Is it any use calling The Shins a band when, over the course of several lineups, it’s become painfully clear James Mercer is The Shins? Right now, there’s a pretty kickass touring roster (Jess Dobson, Joe Plummer, Richard Swift, Yukki Matthews), but even they seem at the mercy of their frontman’s auteurism—Mercer played many of the instruments himself in recording. Clearly, the guy’s particular. It’s been five years since the outfit pressed its last album, Wincing the Night Away, and in its wake, Mercer turned his attentions to having children, recording with Danger Mouse side-project Broken Bells and generally chilling in the Pacific Northwest (or at least that’s what one writer would like to imagine). He’s expressed numerous times his doubts on The Shins’ staying power after such a prolonged silence.
By the band’s own admission, Port of Morrow targets the iTunes audience who “downloaded-Adele’s-21-multiple-times.” And from the first track, it’s clear that this is a move toward the pop-sensible. This album is heads and shoulders more palatable than its three predecessors. Mercer eschews his lovely falsetto for high howling over boppy, almost Phoneix-esque grooves. Instead of humdrum moroseness, ghostly harmonies and lovably nonsensical lyricism, we have clear vocals, basic premises and (for the most part) cheery vibes. Mercer remains a deeply proficient lyricist, and it might be said that the turn towards prosaic suits him better. In the upbeat standout “Bait and Switch” he sings, “I finally had all my ducks in a row/Peace and quiet by means of subtraction”: lines weaned from experience.
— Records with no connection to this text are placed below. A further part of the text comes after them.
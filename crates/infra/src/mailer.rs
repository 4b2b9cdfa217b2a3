//! Outbound email for the contact form.

use std::sync::Mutex;

use async_trait::async_trait;
use lettre::message::{Mailbox, header::ContentType};
use lettre::transport::smtp::authentication::Credentials;
use lettre::{AsyncSmtpTransport, AsyncTransport, Message, Tokio1Executor};
use serde::Deserialize;
use thiserror::Error;
use tracing::{info, instrument};

pub const CONTACT_SUBJECT: &str = "New Form Submission";

#[derive(Debug, Error)]
pub enum MailError {
    #[error("invalid address {address:?}: {reason}")]
    Address { address: String, reason: String },

    #[error("failed to build message: {0}")]
    Build(String),

    #[error("smtp error: {0}")]
    Transport(String),
}

/// What a visitor submits through the contact page.
#[derive(Debug, Clone, PartialEq, Eq, Deserialize)]
pub struct ContactMessage {
    #[serde(default)]
    pub name: String,
    #[serde(default)]
    pub email: String,
    #[serde(default)]
    pub subject: String,
    #[serde(default)]
    pub message: String,
}

impl ContactMessage {
    pub fn body(&self) -> String {
        format!(
            "Name: {}\nEmail: {}\nSubject: {}\nMessage: {}",
            self.name, self.email, self.subject, self.message
        )
    }
}

#[derive(Debug, Clone, PartialEq, Eq)]
pub struct OutgoingEmail {
    pub to: String,
    /// Visitor address; replies go here.
    pub reply_to: Option<String>,
    pub subject: String,
    pub body: String,
}

impl OutgoingEmail {
    pub fn contact_form(recipient: &str, message: &ContactMessage) -> Self {
        let reply_to = message.email.trim();
        Self {
            to: recipient.to_string(),
            reply_to: (!reply_to.is_empty()).then(|| reply_to.to_string()),
            subject: CONTACT_SUBJECT.to_string(),
            body: message.body(),
        }
    }
}

#[async_trait]
pub trait Mailer: Send + Sync {
    async fn send(&self, email: OutgoingEmail) -> Result<(), MailError>;
}

fn mailbox(address: &str) -> Result<Mailbox, MailError> {
    address.parse().map_err(|e: lettre::address::AddressError| MailError::Address {
        address: address.to_string(),
        reason: e.to_string(),
    })
}

/// SMTP relay with STARTTLS and login credentials.
#[derive(Clone)]
pub struct SmtpMailer {
    transport: AsyncSmtpTransport<Tokio1Executor>,
    from: Mailbox,
}

impl SmtpMailer {
    pub fn new(server: &str, port: u16, username: &str, password: &str) -> Result<Self, MailError> {
        let from = mailbox(username)?;
        let transport = AsyncSmtpTransport::<Tokio1Executor>::starttls_relay(server)
            .map_err(|e| MailError::Transport(e.to_string()))?
            .port(port)
            .credentials(Credentials::new(username.to_string(), password.to_string()))
            .build();
        Ok(Self { transport, from })
    }
}

#[async_trait]
impl Mailer for SmtpMailer {
    #[instrument(skip(self, email), fields(to = %email.to, subject = %email.subject), err)]
    async fn send(&self, email: OutgoingEmail) -> Result<(), MailError> {
        let mut builder = Message::builder()
            .from(self.from.clone())
            .to(mailbox(&email.to)?)
            .subject(email.subject)
            .header(ContentType::TEXT_PLAIN);
        if let Some(reply_to) = &email.reply_to {
            builder = builder.reply_to(mailbox(reply_to)?);
        }
        let message = builder
            .body(email.body)
            .map_err(|e| MailError::Build(e.to_string()))?;

        self.transport
            .send(message)
            .await
            .map_err(|e| MailError::Transport(e.to_string()))?;
        info!("contact email sent");
        Ok(())
    }
}

/// Logs messages instead of sending them and keeps a copy of each.
#[derive(Debug, Default)]
pub struct LogMailer {
    sent: Mutex<Vec<OutgoingEmail>>,
}

impl LogMailer {
    pub fn new() -> Self {
        Self::default()
    }

    pub fn sent(&self) -> Vec<OutgoingEmail> {
        self.sent.lock().map(|s| s.clone()).unwrap_or_default()
    }
}

#[async_trait]
impl Mailer for LogMailer {
    async fn send(&self, email: OutgoingEmail) -> Result<(), MailError> {
        info!(to = %email.to, subject = %email.subject, "mail delivery disabled; message logged only");
        if let Ok(mut sent) = self.sent.lock() {
            sent.push(email);
        }
        Ok(())
    }
}
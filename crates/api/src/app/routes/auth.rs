//! Registration, login and logout.

use axum::extract::State;
use axum::response::{IntoResponse, Redirect, Response};
use axum::routing::get;
use axum::{Form, Router};
use minijinja::context;

use cardbank_auth::{FlashLevel, Registration};
use cardbank_infra::BankingError;

use crate::app::dto::LoginForm;
use crate::app::{AppState, errors, views};
use crate::context::SessionHandle;

pub fn router() -> Router<AppState> {
    Router::new()
        .route("/login", get(login_page).post(login))
        .route("/logout", get(logout))
        .route("/register", get(register_page).post(register))
}

pub async fn login_page(State(state): State<AppState>, session: SessionHandle) -> Response {
    views::page(&state, &session, None, "login.html", context! {})
}

pub async fn login(
    State(state): State<AppState>,
    session: SessionHandle,
    Form(form): Form<LoginForm>,
) -> Response {
    match state.banking.authenticate(&form.email, &form.password).await {
        Ok(account) => {
            session.log_in(account.id);
            session.flash(FlashLevel::Success, "Login successful.");
            Redirect::to("/dashboard").into_response()
        }
        Err(e) => errors::flash_redirect(&session, &e, "/login"),
    }
}

pub async fn logout(session: SessionHandle) -> Response {
    session.log_out();
    session.flash(FlashLevel::Success, "You have been logged out.");
    Redirect::to("/").into_response()
}

pub async fn register_page(State(state): State<AppState>, session: SessionHandle) -> Response {
    views::page(&state, &session, None, "register.html", context! {})
}

pub async fn register(
    State(state): State<AppState>,
    session: SessionHandle,
    Form(form): Form<Registration>,
) -> Response {
    match state.banking.register(&form).await {
        Ok(account) => {
            session.log_in(account.id);
            session.flash(
                FlashLevel::Success,
                "Registration successful. You are now logged in.",
            );
            Redirect::to("/dashboard").into_response()
        }
        Err(e @ BankingError::EmailTaken) => errors::flash_redirect(&session, &e, "/login"),
        Err(e) => errors::flash_redirect(&session, &e, "/register"),
    }
}
//! Simulated airtime purchase.

use axum::extract::State;
use axum::response::Response;
use axum::routing::get;
use axum::{Form, Router};
use minijinja::context;

use cardbank_infra::RechargeForm;

use crate::app::dto::RechargeView;
use crate::app::{AppState, errors, views};
use crate::context::AuthenticatedUser;

pub fn router() -> Router<AppState> {
    Router::new().route("/recharge", get(recharge_page).post(recharge))
}

pub async fn recharge_page(State(state): State<AppState>, user: AuthenticatedUser) -> Response {
    views::page(&state, &user.session, Some(&user.account), "recharge.html", context! {})
}

pub async fn recharge(
    State(state): State<AppState>,
    user: AuthenticatedUser,
    Form(form): Form<RechargeForm>,
) -> Response {
    match state.banking.recharge(user.id(), &form).await {
        Ok(outcome) => {
            // Show the post-purchase balance.
            let account = state
                .banking
                .account(user.id())
                .await
                .unwrap_or_else(|_| user.account.clone());
            views::page(
                &state,
                &user.session,
                Some(&account),
                "recharge_success.html",
                context! { recharge => RechargeView::from(&outcome) },
            )
        }
        Err(e) => errors::flash_redirect(&user.session, &e, "/recharge"),
    }
}
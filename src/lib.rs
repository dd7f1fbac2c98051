pub mod api;
pub mod billing;
pub mod db;
pub mod error;
pub mod models;
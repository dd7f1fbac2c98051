//! Occupancy ledger: the only legal mutators of `rooms.occupancy`.
//!
//! Both operations are single guarded UPDATE statements, so the bounds check
//! and the counter change are one atomic step inside whatever transaction
//! the caller has open. The schema-level CHECK constraint backs them up —
//! occupancy can never leave `0..=capacity` even if a new code path writes
//! the column by mistake.

use rusqlite::Connection;
use uuid::Uuid;

use crate::error::{Error, Result};

/// Claim one bed in the room: occupancy += 1.
///
/// Fails with [`Error::Capacity`] when the room is full and
/// [`Error::NotFound`] when the room does not exist.
pub(super) fn reserve_bed(conn: &Connection, room_id: Uuid) -> Result<()> {
    let now = chrono::Utc::now().to_rfc3339();
    let changed = conn.execute(
        "UPDATE rooms SET occupancy = occupancy + 1, updated_at = ?
         WHERE id = ? AND occupancy < capacity",
        (&now, room_id.to_string()),
    )?;
    if changed == 1 {
        return Ok(());
    }

    let exists: i64 = conn.query_row(
        "SELECT COUNT(*) FROM rooms WHERE id = ?",
        [room_id.to_string()],
        |row| row.get(0),
    )?;
    if exists == 0 {
        Err(Error::NotFound(format!("room {room_id} not found")))
    } else {
        Err(Error::Capacity(format!("room {room_id} has no free beds")))
    }
}

/// Give one bed back: occupancy -= 1, floored at 0.
///
/// Releasing a bed in an empty or missing room is a no-op, never an error.
pub(super) fn release_bed(conn: &Connection, room_id: Uuid) -> Result<()> {
    let now = chrono::Utc::now().to_rfc3339();
    conn.execute(
        "UPDATE rooms SET occupancy = occupancy - 1, updated_at = ?
         WHERE id = ? AND occupancy > 0",
        (&now, room_id.to_string()),
    )?;
    Ok(())
}

#[cfg(test)]
mod tests {
    use super::*;
    use crate::db::Database;
    use crate::models::CreateRoomInput;

    fn setup() -> (Database, Uuid) {
        let db = Database::open_memory().unwrap();
        db.migrate().unwrap();
        let room = db
            .create_room(CreateRoomInput {
                number: "101".to_string(),
                room_type: "double".to_string(),
                capacity: 2,
                monthly_fee: 5000.0,
            })
            .unwrap();
        (db, room.id)
    }

    #[test]
    fn reserve_fills_beds_then_rejects_with_capacity() {
        let (db, room_id) = setup();
        let conn = db.conn.lock().unwrap();

        reserve_bed(&conn, room_id).unwrap();
        reserve_bed(&conn, room_id).unwrap();
        let err = reserve_bed(&conn, room_id).unwrap_err();
        assert!(matches!(err, Error::Capacity(_)));

        let occupancy: i64 = conn
            .query_row(
                "SELECT occupancy FROM rooms WHERE id = ?",
                [room_id.to_string()],
                |row| row.get(0),
            )
            .unwrap();
        assert_eq!(occupancy, 2);
    }

    #[test]
    fn reserve_on_missing_room_is_not_found() {
        let (db, _) = setup();
        let conn = db.conn.lock().unwrap();
        let err = reserve_bed(&conn, Uuid::new_v4()).unwrap_err();
        assert!(matches!(err, Error::NotFound(_)));
    }

    #[test]
    fn release_floors_at_zero() {
        let (db, room_id) = setup();
        let conn = db.conn.lock().unwrap();

        reserve_bed(&conn, room_id).unwrap();
        release_bed(&conn, room_id).unwrap();
        release_bed(&conn, room_id).unwrap(); // already empty, no-op
        release_bed(&conn, room_id).unwrap();

        let occupancy: i64 = conn
            .query_row(
                "SELECT occupancy FROM rooms WHERE id = ?",
                [room_id.to_string()],
                |row| row.get(0),
            )
            .unwrap();
        assert_eq!(occupancy, 0);
    }
}
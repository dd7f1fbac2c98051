//! Domain models for Bunkhouse.
//!
//! # Core Concepts
//!
//! ## Persisted Entities
//!
//! - [`Resident`]: a person living in the house; identity fields only.
//! - [`Room`]: beds and a monthly fee; `occupancy` is owned by the
//!   occupancy ledger and bounded by `capacity` at all times.
//! - [`Assignment`]: the single active resident-to-room binding. At most one
//!   per resident; transfers replace it, never duplicate it.
//! - [`Payment`]: append-only money-received log, the sole source of billing
//!   truth.
//! - [`Complaint`]: free-text pass-through workflow.
//!
//! ## Derived Views
//!
//! - [`BillingSnapshot`]: a resident's due date, fine, and status, recomputed
//!   from the assignment and payment log on every read. Never persisted.
//! - [`DashboardSummary`]: aggregate counts computed at read time.

mod assignment;
mod billing;
mod complaint;
mod dashboard;
mod payment;
mod resident;
mod room;

pub use assignment::*;
pub use billing::*;
pub use complaint::*;
pub use dashboard::*;
pub use payment::*;
pub use resident::*;
pub use room::*;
Since Garden State hailed The Shins a band that will “change your life,” a lot has changed with the world. If somehow Oh, Inverted World were released new in March 2012, it wouldn’t mean nearly the same thing. Of course things change, but one of the most telling details in recent interviews with Mercer is his shift from introspection to looking outward, the result of starting a family. He told The New York Times, “Until having kids, I had never really thought about mortality so much.” Not to be mistaken, there are love songs on Port of Morrow, pleas and ballads (see the beautiful, breezy “September”), learning lessons and a desire to turn things around. But it’s all done through a nongenretized looking glass, without all the angsty, youthful wonder (Mercer is now 41), without Jesse Sandoval (fired in 2007) and without Dave Hernandez (walk-out). Short of calling it commercial, the album showcases Mercer’s sheer penchant for infectious, middle-of-the-road songwriting, in the tradition of the greats before him.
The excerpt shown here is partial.